I've been looking at this for a while on Last summer I undertook a significant rewrite to remove much of the feature bloat, cruft and clutter to pare down the number of technically interesting but little-used "features" that were in sum dramatically impacting load times.

The result of that effort is essentially the site you see now. However, in the past two weeks, I took another significant step to both speed up the performance of the blog and to improve its appearance in search results, hopefully expanding its readership and generating those coveted page views.

Previously, this website didn't exist - it was as series of templates that were dynamically populated by the server with information stored in a database. This is the hallmark of a content management system, or CMS. The merits of this approach is that each blog page only exists once, and if I make a change to that template, all of my blog pages immediately benefit from that change without any further effort or resource expenditure. It also allowed me to make blog creation mobile and available anywhere, such as from an iPad, iPhone or any email client.

Having a dynamic blog page also allowed me to easily update each page with the number of views, the number of comments, and even allow users to post comments in real-time and have those comments immediately viewable to other visitors.

The downside to this was that when a new blog was published, the server had to dynamically generate the same blog page for each reader, creating a significant load on the system. If too many read the same post at once, the server might start serving errors or simply grind to a halt. A year ago, as few as 100 concurrent readers would overload the server (those damn unpaid interns, you get what you pay for).
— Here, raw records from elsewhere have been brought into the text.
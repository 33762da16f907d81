//! Typed access to guest linear memory.
//!
//! A [`MemoryView`] borrows the guest's memory for the duration of a single
//! host call. The memory can grow (and move) whenever the guest runs, so a
//! view must never outlive the call it was created for; the runtime builds a
//! fresh one from `Memory::data_and_store_mut` on every dispatch.
//!
//! ## Layout Convention
//!
//! - Pointers are byte offsets into linear memory (wasm32 `i32`, read as `u32`)
//! - All scalars are little-endian
//! - Strings are NUL-terminated, one byte per character (Latin-1, not UTF-8)

use byteorder::{ByteOrder, LittleEndian};

use crate::error::{BridgeError, Result};

/// A byte offset into guest linear memory.
pub type GuestPtr = u32;

/// Borrowed view over guest linear memory.
pub struct MemoryView<'a> {
    bytes: &'a mut [u8],
}

impl<'a> MemoryView<'a> {
    /// Wrap the current memory contents.
    pub fn new(bytes: &'a mut [u8]) -> Self {
        Self { bytes }
    }

    /// Current size of linear memory in bytes.
    pub fn size(&self) -> usize {
        self.bytes.len()
    }

    fn range(&self, ptr: GuestPtr, len: usize) -> Result<std::ops::Range<usize>> {
        let start = ptr as usize;
        match start.checked_add(len) {
            Some(end) if end <= self.bytes.len() => Ok(start..end),
            _ => Err(BridgeError::MemoryOutOfBounds {
                offset: ptr as u64,
                len: len as u64,
                size: self.bytes.len() as u64,
            }),
        }
    }

    /// Read a little-endian `u32`.
    pub fn read_u32(&self, ptr: GuestPtr) -> Result<u32> {
        let r = self.range(ptr, 4)?;
        Ok(LittleEndian::read_u32(&self.bytes[r]))
    }

    /// Read a little-endian `i32`.
    pub fn read_i32(&self, ptr: GuestPtr) -> Result<i32> {
        let r = self.range(ptr, 4)?;
        Ok(LittleEndian::read_i32(&self.bytes[r]))
    }

    /// Read a little-endian `f32`.
    pub fn read_f32(&self, ptr: GuestPtr) -> Result<f32> {
        let r = self.range(ptr, 4)?;
        Ok(LittleEndian::read_f32(&self.bytes[r]))
    }

    /// Read a little-endian `u64`.
    pub fn read_u64(&self, ptr: GuestPtr) -> Result<u64> {
        let r = self.range(ptr, 8)?;
        Ok(LittleEndian::read_u64(&self.bytes[r]))
    }

    /// Write a little-endian `u32`.
    pub fn write_u32(&mut self, ptr: GuestPtr, value: u32) -> Result<()> {
        let r = self.range(ptr, 4)?;
        LittleEndian::write_u32(&mut self.bytes[r], value);
        Ok(())
    }

    /// Write a little-endian `i32`.
    pub fn write_i32(&mut self, ptr: GuestPtr, value: i32) -> Result<()> {
        let r = self.range(ptr, 4)?;
        LittleEndian::write_i32(&mut self.bytes[r], value);
        Ok(())
    }

    /// Write a little-endian `f32`.
    pub fn write_f32(&mut self, ptr: GuestPtr, value: f32) -> Result<()> {
        let r = self.range(ptr, 4)?;
        LittleEndian::write_f32(&mut self.bytes[r], value);
        Ok(())
    }

    /// Write a little-endian `u64`.
    pub fn write_u64(&mut self, ptr: GuestPtr, value: u64) -> Result<()> {
        let r = self.range(ptr, 8)?;
        LittleEndian::write_u64(&mut self.bytes[r], value);
        Ok(())
    }

    /// Borrow `len` bytes starting at `ptr`.
    pub fn slice(&self, ptr: GuestPtr, len: usize) -> Result<&[u8]> {
        let r = self.range(ptr, len)?;
        Ok(&self.bytes[r])
    }

    /// Mutably borrow `len` bytes starting at `ptr`.
    pub fn slice_mut(&mut self, ptr: GuestPtr, len: usize) -> Result<&mut [u8]> {
        let r = self.range(ptr, len)?;
        Ok(&mut self.bytes[r])
    }

    /// Borrow everything from `ptr` to the end of memory.
    pub fn tail(&self, ptr: GuestPtr) -> Result<&[u8]> {
        let len = self.bytes.len().saturating_sub(ptr as usize);
        self.slice(ptr, len)
    }

    /// Copy host bytes into guest memory at `ptr`.
    pub fn copy_in(&mut self, ptr: GuestPtr, src: &[u8]) -> Result<()> {
        let r = self.range(ptr, src.len())?;
        self.bytes[r].copy_from_slice(src);
        Ok(())
    }

    /// Read `count` consecutive `u32` values (pointer arrays, handle arrays).
    pub fn read_u32_array(&self, ptr: GuestPtr, count: usize) -> Result<Vec<u32>> {
        let bytes = self.slice(ptr, count.saturating_mul(4))?;
        Ok(bytes.chunks_exact(4).map(LittleEndian::read_u32).collect())
    }

    /// Decode a NUL-terminated string, one byte per character.
    ///
    /// Without a terminator the string runs to the end of memory.
    pub fn read_cstr(&self, ptr: GuestPtr) -> Result<String> {
        let bytes = self.tail(ptr)?;
        let end = bytes.iter().position(|&b| b == 0).unwrap_or(bytes.len());
        Ok(bytes[..end].iter().map(|&b| b as char).collect())
    }

    /// Encode `text` at `ptr` followed by a NUL byte and return `ptr`.
    ///
    /// Each character is truncated to its low byte. There is no capacity
    /// check against the destination buffer: the caller sizes it. Bytes that
    /// would land past the end of linear memory are discarded.
    pub fn write_cstr(&mut self, ptr: GuestPtr, text: &str) -> GuestPtr {
        let start = ptr as usize;
        let encoded = text.chars().map(|c| c as u32 as u8).chain(std::iter::once(0));
        for (i, b) in encoded.enumerate() {
            match self.bytes.get_mut(start + i) {
                Some(slot) => *slot = b,
                None => break,
            }
        }
        ptr
    }
}
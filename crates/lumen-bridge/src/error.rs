//! Error types for the bridge crate.

use thiserror::Error;

/// Bridge error type
#[derive(Error, Debug)]
pub enum BridgeError {
    /// wasmtime engine, module or instance failure
    #[error("WASM runtime error: {0}")]
    Wasm(String),

    /// Guest memory access outside the current linear memory
    #[error("memory access out of bounds: offset {offset:#x} len {len} (memory size {size})")]
    MemoryOutOfBounds {
        /// Byte offset of the access
        offset: u64,
        /// Length of the access in bytes
        len: u64,
        /// Size of the linear memory at the time of the access
        size: u64,
    },

    /// The guest does not export something the bridge needs
    #[error("guest export missing: {0}")]
    MissingExport(String),

    /// A call into the guest (callback, allocator, frame function) failed
    #[error("guest call failed: {0}")]
    GuestCall(String),

    /// Configuration error
    #[error("configuration error: {0}")]
    Config(String),

    /// Audio output error
    #[error("audio error: {0}")]
    Audio(String),

    /// IO error
    #[error("IO error: {0}")]
    Io(#[from] std::io::Error),

    /// Config (de)serialization error
    #[error("JSON error: {0}")]
    Json(#[from] serde_json::Error),
}

/// Result type alias for bridge operations
pub type Result<T> = std::result::Result<T, BridgeError>;
//! # Lumen Bridge
//!
//! Host bridge for WebAssembly guests written against a C windowing, GL ES
//! and audio API. The guest imports plain integer functions; the bridge
//! turns them into calls on typed host interfaces.
//!
//! ## Components
//!
//! | Module | Imports | Host interface |
//! |--------|---------|----------------|
//! | [`memory`] | (all) | [`MemoryView`] over guest linear memory |
//! | [`handles`] | `gl*` object calls | [`HandleTable`] integer ↔ object |
//! | [`gl`] | `gl*` | [`GraphicsContext`] ([`HeadlessGl`]) |
//! | [`audio`] | `MTY_Audio*` | [`AudioHost`] ([`NullAudio`], [`RawFileAudio`]) |
//! | [`syscall`] | `wasi_snapshot_preview1` | [`Console`] |
//! | [`web`] | `web_*` | [`WindowHost`] ([`HeadlessWindow`]) |
//! | `runtime` | linker wiring, frame loop | wasmtime |
//!
//! ## Quick Start
//!
//! ```rust,ignore
//! use lumen_bridge::{Bridge, BridgeConfig, FrameLoop, HeadlessGl, HostState, NullAudio, StartOutcome};
//!
//! let config = BridgeConfig::headless();
//! let bridge = Bridge::new(config.clone())?;
//! let module = bridge.load_module("game.wasm")?;
//! let host = HostState::new(&config, HeadlessGl::new(640, 480), NullAudio::new());
//! let mut instance = bridge.instantiate(&module, host)?;
//!
//! if let StartOutcome::RunLoop(callback) = instance.start()? {
//!     let frames = FrameLoop::from_config(&config.window).with_max_frames(600);
//!     let (exit, stats) = frames.run(&mut instance, callback).await?;
//!     println!("{:?}: {}", exit, stats.summary());
//! }
//! ```
//!
//! ## Features
//!
//! - `runtime` (default) - wasmtime embedding and the tokio frame loop.
//!   Without it the shims are usable against any memory buffer.

#![warn(missing_docs)]
#![warn(rust_2018_idioms)]

pub mod audio;
pub mod config;
pub mod console;
pub mod error;
pub mod gl;
pub mod handles;
pub mod memory;
pub mod syscall;
pub mod web;

#[cfg(feature = "runtime")]
pub mod runtime;

pub use audio::{
    AudioHost, AudioOutput, AudioScheduler, DropReason, NullAudio, PlaybackUnit, QueueOutcome,
    RawFileAudio,
};
pub use config::{AudioConfig, BridgeConfig, RuntimeConfig, WindowConfig};
pub use console::{Console, ConsoleStream, MemoryConsole, StdConsole};
pub use error::{BridgeError, Result};
pub use gl::{GlShim, GraphicsContext, HeadlessGl};
pub use handles::{Handle, HandleTable};
pub use memory::{GuestPtr, MemoryView};
pub use syscall::{ProcExit, SyscallShim};
pub use web::{FrameCallback, HeadlessWindow, InputEvent, RunLoopHandoff, WebShim, WindowHost};

#[cfg(feature = "runtime")]
pub use runtime::{
    Bridge, BridgeInstance, BridgeModule, CancelToken, FrameLoop, FrameStats, FrameStatus,
    HostState, ImportInfo, LoopExit, StartOutcome,
};
//! Configuration for the bridge.

use serde::{Deserialize, Serialize};
use std::path::{Path, PathBuf};
use std::time::Duration;

use crate::error::{BridgeError, Result};

/// wasmtime engine and store settings.
#[derive(Debug, Clone, Serialize, Deserialize)]
#[serde(default)]
pub struct RuntimeConfig {
    /// Maximum linear memory in bytes (default = 256MB)
    pub max_memory: usize,

    /// Enable fuel-based execution limiting
    pub fuel_limit: Option<u64>,

    /// Cranelift optimization level (0-3)
    pub optimization_level: u8,

    /// Enable SIMD support
    pub enable_simd: bool,

    /// Define imports the bridge does not provide as trapping stubs
    pub trap_unknown_imports: bool,

    /// End the run loop when a frame function returns false
    pub stop_on_false_frame: bool,

    /// wasmtime cache configuration file
    pub cache_path: Option<PathBuf>,
}

impl Default for RuntimeConfig {
    fn default() -> Self {
        Self {
            max_memory: 256 * 1024 * 1024, // 256 MB
            fuel_limit: None,
            optimization_level: 2,
            enable_simd: true,
            trap_unknown_imports: true,
            stop_on_false_frame: false,
            cache_path: None,
        }
    }
}

/// Audio pacing settings.
#[derive(Debug, Clone, Serialize, Deserialize, PartialEq)]
#[serde(default)]
pub struct AudioConfig {
    /// Buffers are dropped while the schedule runs this far ahead of the device
    pub max_lead_ms: u32,

    /// Lead re-established after the queue starves
    pub underrun_cushion_ms: u32,
}

impl Default for AudioConfig {
    fn default() -> Self {
        Self {
            max_lead_ms: 200,
            underrun_cushion_ms: 70,
        }
    }
}

impl AudioConfig {
    /// Maximum lead in seconds.
    pub fn max_lead(&self) -> f64 {
        f64::from(self.max_lead_ms) / 1000.0
    }

    /// Underrun cushion in seconds.
    pub fn underrun_cushion(&self) -> f64 {
        f64::from(self.underrun_cushion_ms) / 1000.0
    }
}

/// Host window / surface settings.
#[derive(Debug, Clone, Serialize, Deserialize, PartialEq)]
#[serde(default)]
pub struct WindowConfig {
    /// Initial window title
    pub title: String,

    /// Drawable width in pixels
    pub width: u32,

    /// Drawable height in pixels
    pub height: u32,

    /// Reported device pixel ratio
    pub pixel_ratio: f32,

    /// Frame callback rate in Hz
    pub refresh_rate: u32,
}

impl Default for WindowConfig {
    fn default() -> Self {
        Self {
            title: "lumen".to_string(),
            width: 1280,
            height: 720,
            pixel_ratio: 1.0,
            refresh_rate: 60,
        }
    }
}

impl WindowConfig {
    /// Time between frame callbacks.
    pub fn frame_interval(&self) -> Duration {
        Duration::from_secs_f64(1.0 / f64::from(self.refresh_rate.max(1)))
    }
}

/// Complete bridge configuration.
#[derive(Debug, Clone, Default, Serialize, Deserialize)]
#[serde(default)]
pub struct BridgeConfig {
    /// Engine and store settings
    pub runtime: RuntimeConfig,

    /// Audio pacing
    pub audio: AudioConfig,

    /// Window / surface
    pub window: WindowConfig,
}

impl BridgeConfig {
    /// Config for running without a display: small surface, bounded memory.
    pub fn headless() -> Self {
        Self {
            runtime: RuntimeConfig {
                max_memory: 64 * 1024 * 1024, // 64 MB
                ..Default::default()
            },
            window: WindowConfig {
                width: 640,
                height: 480,
                ..Default::default()
            },
            ..Default::default()
        }
    }

    /// Config for development/debugging
    pub fn development() -> Self {
        Self {
            runtime: RuntimeConfig {
                optimization_level: 0, // Faster compilation
                ..Default::default()
            },
            ..Default::default()
        }
    }

    /// Load a config from a JSON file. Missing fields take their defaults.
    pub fn from_json_file(path: impl AsRef<Path>) -> Result<Self> {
        let text = std::fs::read_to_string(path.as_ref())?;
        let config: Self = serde_json::from_str(&text)?;
        config.validate()?;
        Ok(config)
    }

    /// Reject settings the bridge cannot honour.
    pub fn validate(&self) -> Result<()> {
        if self.runtime.optimization_level > 3 {
            return Err(BridgeError::Config(format!(
                "optimization_level must be 0-3, got {}",
                self.runtime.optimization_level
            )));
        }
        if self.window.refresh_rate == 0 {
            return Err(BridgeError::Config("refresh_rate must be non-zero".to_string()));
        }
        if self.audio.underrun_cushion_ms > self.audio.max_lead_ms {
            return Err(BridgeError::Config(format!(
                "underrun_cushion_ms ({}) exceeds max_lead_ms ({})",
                self.audio.underrun_cushion_ms, self.audio.max_lead_ms
            )));
        }
        Ok(())
    }

    /// Builder: set max memory
    pub fn max_memory(mut self, bytes: usize) -> Self {
        self.runtime.max_memory = bytes;
        self
    }

    /// Builder: set fuel limit
    pub fn fuel_limit(mut self, fuel: u64) -> Self {
        self.runtime.fuel_limit = Some(fuel);
        self
    }

    /// Builder: set optimization level
    pub fn optimize(mut self, level: u8) -> Self {
        self.runtime.optimization_level = level.min(3);
        self
    }

    /// Builder: end the run loop when a frame returns false
    pub fn stop_on_false_frame(mut self, stop: bool) -> Self {
        self.runtime.stop_on_false_frame = stop;
        self
    }

    /// Builder: set window title
    pub fn title(mut self, title: impl Into<String>) -> Self {
        self.window.title = title.into();
        self
    }

    /// Builder: set drawable size
    pub fn size(mut self, width: u32, height: u32) -> Self {
        self.window.width = width;
        self.window.height = height;
        self
    }

    /// Builder: set frame callback rate
    pub fn refresh_rate(mut self, hz: u32) -> Self {
        self.window.refresh_rate = hz;
        self
    }

    /// Builder: set audio pacing
    pub fn audio(mut self, audio: AudioConfig) -> Self {
        self.audio = audio;
        self
    }
}

#[cfg(test)]
mod tests {
    use super::*;

    #[test]
    fn test_defaults() {
        let config = BridgeConfig::default();
        assert_eq!(config.runtime.max_memory, 256 * 1024 * 1024);
        assert!(config.runtime.trap_unknown_imports);
        assert!(!config.runtime.stop_on_false_frame);
        assert_eq!(config.audio.max_lead_ms, 200);
        assert_eq!(config.audio.underrun_cushion_ms, 70);
        assert_eq!(config.window.refresh_rate, 60);
        assert!(config.validate().is_ok());
    }

    #[test]
    fn test_audio_seconds() {
        let audio = AudioConfig::default();
        assert!((audio.max_lead() - 0.2).abs() < 1e-12);
        assert!((audio.underrun_cushion() - 0.07).abs() < 1e-12);
    }

    #[test]
    fn test_partial_json_uses_defaults() {
        let config: BridgeConfig =
            serde_json::from_str(r#"{ "window": { "title": "demo", "refresh_rate": 30 } }"#).unwrap();
        assert_eq!(config.window.title, "demo");
        assert_eq!(config.window.refresh_rate, 30);
        assert_eq!(config.window.width, 1280);
        assert_eq!(config.audio, AudioConfig::default());
    }

    #[test]
    fn test_validate_rejects_bad_values() {
        let mut config = BridgeConfig::default();
        config.window.refresh_rate = 0;
        assert!(config.validate().is_err());

        let config = BridgeConfig::default().audio(AudioConfig {
            max_lead_ms: 50,
            underrun_cushion_ms: 70,
        });
        assert!(config.validate().is_err());
    }

    #[test]
    fn test_builder_chain() {
        let config = BridgeConfig::headless()
            .max_memory(32 * 1024 * 1024)
            .fuel_limit(1_000_000)
            .optimize(9)
            .title("game")
            .size(320, 240)
            .refresh_rate(30);

        assert_eq!(config.runtime.max_memory, 32 * 1024 * 1024);
        assert_eq!(config.runtime.fuel_limit, Some(1_000_000));
        assert_eq!(config.runtime.optimization_level, 3);
        assert_eq!(config.window.title, "game");
        assert_eq!((config.window.width, config.window.height), (320, 240));
        assert_eq!(config.window.frame_interval(), Duration::from_secs_f64(1.0 / 30.0));
    }
}
//! Audio output devices.

use std::fs::File;
use std::io::{BufWriter, Write};
use std::path::PathBuf;
use std::sync::atomic::{AtomicU64, Ordering};
use std::sync::Arc;
use std::time::Instant;

use byteorder::{LittleEndian, WriteBytesExt};

use crate::error::{BridgeError, Result};

/// A deinterleaved stereo buffer placed on the device timeline.
#[derive(Debug, Clone, PartialEq)]
pub struct PlaybackUnit {
    /// Device time (seconds) at which the first frame plays
    pub start: f64,
    /// Frames per second
    pub sample_rate: u32,
    /// Left channel, normalized to [-1, 1)
    pub left: Vec<f32>,
    /// Right channel, normalized to [-1, 1)
    pub right: Vec<f32>,
}

impl PlaybackUnit {
    /// Number of stereo frames.
    pub fn frames(&self) -> usize {
        self.left.len()
    }

    /// Playback length in seconds.
    pub fn duration(&self) -> f64 {
        if self.sample_rate == 0 {
            return 0.0;
        }
        self.frames() as f64 / f64::from(self.sample_rate)
    }
}

/// An open output with its own clock.
pub trait AudioOutput {
    /// Current device time in seconds. Monotonic.
    fn current_time(&self) -> f64;

    /// Queue `unit` for playback at `unit.start`.
    fn schedule(&mut self, unit: PlaybackUnit) -> Result<()>;
}

/// Opens outputs on demand.
pub trait AudioHost {
    /// The output type this host produces.
    type Output: AudioOutput;

    /// Open an output running at `sample_rate`.
    fn open_output(&mut self, sample_rate: u32) -> Result<Self::Output>;
}

/// Discards audio, counting what would have played.
#[derive(Debug, Clone, Default)]
pub struct NullAudio {
    units: Arc<AtomicU64>,
    frames: Arc<AtomicU64>,
}

impl NullAudio {
    /// Create a sink with zeroed counters.
    pub fn new() -> Self {
        Self::default()
    }

    /// Units scheduled on any output opened by this host.
    pub fn units(&self) -> u64 {
        self.units.load(Ordering::Relaxed)
    }

    /// Frames scheduled on any output opened by this host.
    pub fn frames(&self) -> u64 {
        self.frames.load(Ordering::Relaxed)
    }
}

impl AudioHost for NullAudio {
    type Output = NullOutput;

    fn open_output(&mut self, sample_rate: u32) -> Result<NullOutput> {
        tracing::debug!(sample_rate, "opened null audio output");
        Ok(NullOutput {
            epoch: Instant::now(),
            units: self.units.clone(),
            frames: self.frames.clone(),
        })
    }
}

/// Output of [`NullAudio`]; its clock is wall time since open.
#[derive(Debug)]
pub struct NullOutput {
    epoch: Instant,
    units: Arc<AtomicU64>,
    frames: Arc<AtomicU64>,
}

impl AudioOutput for NullOutput {
    fn current_time(&self) -> f64 {
        self.epoch.elapsed().as_secs_f64()
    }

    fn schedule(&mut self, unit: PlaybackUnit) -> Result<()> {
        self.units.fetch_add(1, Ordering::Relaxed);
        self.frames.fetch_add(unit.frames() as u64, Ordering::Relaxed);
        Ok(())
    }
}

/// Renders the timeline into a raw sample file.
///
/// The file holds interleaved little-endian `f32` stereo frames
/// (`L0 R0 L1 R1 ...`) at the session's sample rate. Gaps between
/// scheduled units are written as silence, and frames that overlap
/// audio already written are skipped.
#[derive(Debug, Clone)]
pub struct RawFileAudio {
    path: PathBuf,
}

impl RawFileAudio {
    /// Write to `path`, truncating it when the output opens.
    pub fn new(path: impl Into<PathBuf>) -> Self {
        Self { path: path.into() }
    }
}

impl AudioHost for RawFileAudio {
    type Output = RawFileOutput;

    fn open_output(&mut self, sample_rate: u32) -> Result<RawFileOutput> {
        let file = File::create(&self.path).map_err(|e| {
            BridgeError::Audio(format!("failed to create {}: {}", self.path.display(), e))
        })?;
        tracing::debug!(path = %self.path.display(), sample_rate, "opened raw audio output");
        Ok(RawFileOutput {
            writer: BufWriter::new(file),
            epoch: Instant::now(),
            sample_rate,
            written: 0,
        })
    }
}

/// Output of [`RawFileAudio`].
#[derive(Debug)]
pub struct RawFileOutput {
    writer: BufWriter<File>,
    epoch: Instant,
    sample_rate: u32,
    written: u64,
}

impl RawFileOutput {
    /// Frames written so far, silence included.
    pub fn frames_written(&self) -> u64 {
        self.written
    }

    fn write_frame(&mut self, left: f32, right: f32) -> std::io::Result<()> {
        self.writer.write_f32::<LittleEndian>(left)?;
        self.writer.write_f32::<LittleEndian>(right)?;
        self.written += 1;
        Ok(())
    }
}

impl AudioOutput for RawFileOutput {
    fn current_time(&self) -> f64 {
        self.epoch.elapsed().as_secs_f64()
    }

    fn schedule(&mut self, unit: PlaybackUnit) -> Result<()> {
        let start = (unit.start.max(0.0) * f64::from(self.sample_rate)).round() as u64;

        while self.written < start {
            self.write_frame(0.0, 0.0)?;
        }

        let skip = (self.written - start) as usize;
        for (l, r) in unit.left.iter().zip(&unit.right).skip(skip) {
            self.write_frame(*l, *r)?;
        }
        self.writer.flush()?;
        Ok(())
    }
}
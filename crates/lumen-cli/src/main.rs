//! Lumen Command-Line Interface
//!
//! Runs WebAssembly guests without a display:
//! - graphics go to the in-process GL state machine
//! - audio is discarded or rendered to a raw `f32` file
//! - console output goes to the terminal
//!
//! A guest that hands its frame function to the host is driven at the
//! configured refresh rate until Ctrl+C, `--frames`, or the guest stops.

use anyhow::{Context, Result};
use clap::{Parser, Subcommand};
use lumen_bridge::{
    AudioHost, Bridge, BridgeConfig, BridgeModule, FrameLoop, HeadlessGl, HostState, LoopExit,
    NullAudio, RawFileAudio, StartOutcome,
};
use std::path::PathBuf;
use tracing::{info, warn};

#[derive(Parser)]
#[command(name = "lumen")]
#[command(author, version, about = "Headless host for WebAssembly guests", long_about = None)]
struct Cli {
    /// Enable verbose output
    #[arg(short, long, action = clap::ArgAction::Count)]
    verbose: u8,

    #[command(subcommand)]
    command: Commands,
}

#[derive(Subcommand)]
enum Commands {
    /// Instantiate a module and run it
    Run {
        /// Module file (.wasm or .wat)
        module: PathBuf,

        /// JSON configuration file
        #[arg(short, long)]
        config: Option<PathBuf>,

        /// Stop after this many frames (0 = until Ctrl+C)
        #[arg(short, long, default_value = "0")]
        frames: u64,

        /// Render queued audio to a raw interleaved f32 stereo file
        #[arg(long)]
        audio_out: Option<PathBuf>,

        /// Initial window title
        #[arg(long)]
        title: Option<String>,
    },

    /// List a module's imports and whether they are provided
    Imports {
        /// Module file (.wasm or .wat)
        module: PathBuf,

        /// Only show imports the bridge does not provide
        #[arg(long)]
        missing: bool,
    },

    /// Print the default configuration as JSON
    Config,
}

fn main() -> Result<()> {
    let cli = Cli::parse();

    // Setup logging
    let log_level = match cli.verbose {
        0 => tracing::Level::WARN,
        1 => tracing::Level::INFO,
        2 => tracing::Level::DEBUG,
        _ => tracing::Level::TRACE,
    };

    tracing_subscriber::fmt()
        .with_max_level(log_level)
        .with_target(false)
        .init();

    match cli.command {
        Commands::Run {
            module,
            config,
            frames,
            audio_out,
            title,
        } => {
            let code = cmd_run(module, config, frames, audio_out, title)?;
            if code != 0 {
                std::process::exit(code);
            }
            Ok(())
        }

        Commands::Imports { module, missing } => cmd_imports(module, missing),

        Commands::Config => cmd_config(),
    }
}

fn cmd_run(
    path: PathBuf,
    config_path: Option<PathBuf>,
    frames: u64,
    audio_out: Option<PathBuf>,
    title: Option<String>,
) -> Result<i32> {
    let mut config = match config_path {
        Some(p) => BridgeConfig::from_json_file(&p)
            .with_context(|| format!("Failed to load config {}", p.display()))?,
        None => BridgeConfig::headless(),
    };
    if let Some(title) = title {
        config = config.title(title);
    }

    let bridge = Bridge::new(config.clone()).context("Failed to create bridge")?;
    let module = bridge
        .load_module(&path)
        .with_context(|| format!("Failed to load {}", path.display()))?;

    for import in bridge.missing_imports(&module)? {
        warn!("{}::{} is not provided and will trap if called", import.module, import.name);
    }

    match audio_out {
        Some(out) => {
            info!("Rendering audio to {}", out.display());
            run_module(&bridge, &module, RawFileAudio::new(out), frames)
        }
        None => run_module(&bridge, &module, NullAudio::new(), frames),
    }
}

fn run_module<A: AudioHost + 'static>(
    bridge: &Bridge,
    module: &BridgeModule,
    audio: A,
    frames: u64,
) -> Result<i32> {
    let config = bridge.config();
    let gl = HeadlessGl::new(config.window.width, config.window.height);
    let host = HostState::new(config, gl, audio);
    let mut instance = bridge
        .instantiate(module, host)
        .context("Failed to instantiate module")?;

    let callback = match instance.start().context("Guest failed during start")? {
        StartOutcome::Completed => {
            info!("{} returned", module.name());
            return Ok(0);
        }
        StartOutcome::Exited(code) => {
            info!("{} exited with status {}", module.name(), code);
            return Ok(code);
        }
        StartOutcome::RunLoop(callback) => callback,
    };

    let mut frame_loop = FrameLoop::from_config(&config.window);
    if frames > 0 {
        frame_loop = frame_loop.with_max_frames(frames);
    }

    // Setup Ctrl+C handler
    let token = frame_loop.cancel_token();
    ctrlc::set_handler(move || {
        token.cancel();
    })
    .context("Failed to set Ctrl+C handler")?;

    let runtime = tokio::runtime::Builder::new_current_thread()
        .enable_time()
        .build()
        .context("Failed to start frame timer")?;
    let (exit, stats) = runtime
        .block_on(frame_loop.run(&mut instance, callback))
        .context("Guest failed during a frame")?;

    let counters = instance.host().gl.context().counters();
    println!("{}", stats.summary());
    println!(
        "clears={} draws={} uploaded={}B queued_audio={} frames",
        counters.clears,
        counters.draw_calls,
        counters.uploaded_bytes,
        instance.host().audio.queued_frames()
    );

    Ok(match exit {
        LoopExit::Exited(code) => code,
        LoopExit::Cancelled | LoopExit::FrameLimit | LoopExit::GuestStopped => {
            println!("stopped: {:?}", exit);
            0
        }
    })
}

fn cmd_imports(path: PathBuf, missing_only: bool) -> Result<()> {
    let bridge = Bridge::new(BridgeConfig::default()).context("Failed to create bridge")?;
    let module = bridge
        .load_module(&path)
        .with_context(|| format!("Failed to load {}", path.display()))?;

    let imports = bridge.imports(&module)?;
    let missing = imports.iter().filter(|i| !i.provided).count();

    for import in imports.iter().filter(|i| !missing_only || !i.provided) {
        let mark = if import.provided { "ok" } else { "MISSING" };
        println!("{:<8} {}::{}", mark, import.module, import.name);
    }
    println!("{} imports, {} missing", imports.len(), missing);
    Ok(())
}

fn cmd_config() -> Result<()> {
    let json = serde_json::to_string_pretty(&BridgeConfig::default())?;
    println!("{}", json);
    Ok(())
}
Further, because these blog posts didn't actually exist, they weren't as readily available to be searched and indexed by search engines. I also wasn't very smart about tagging headlines, including correct keyword tags and following good HTML practices that the Googlebot and other tools were trained to look for. This made the posts difficult to find and limits the potential audience. Search engines have become smarter about following dynamic pages, but their forte remains reading and indexing text.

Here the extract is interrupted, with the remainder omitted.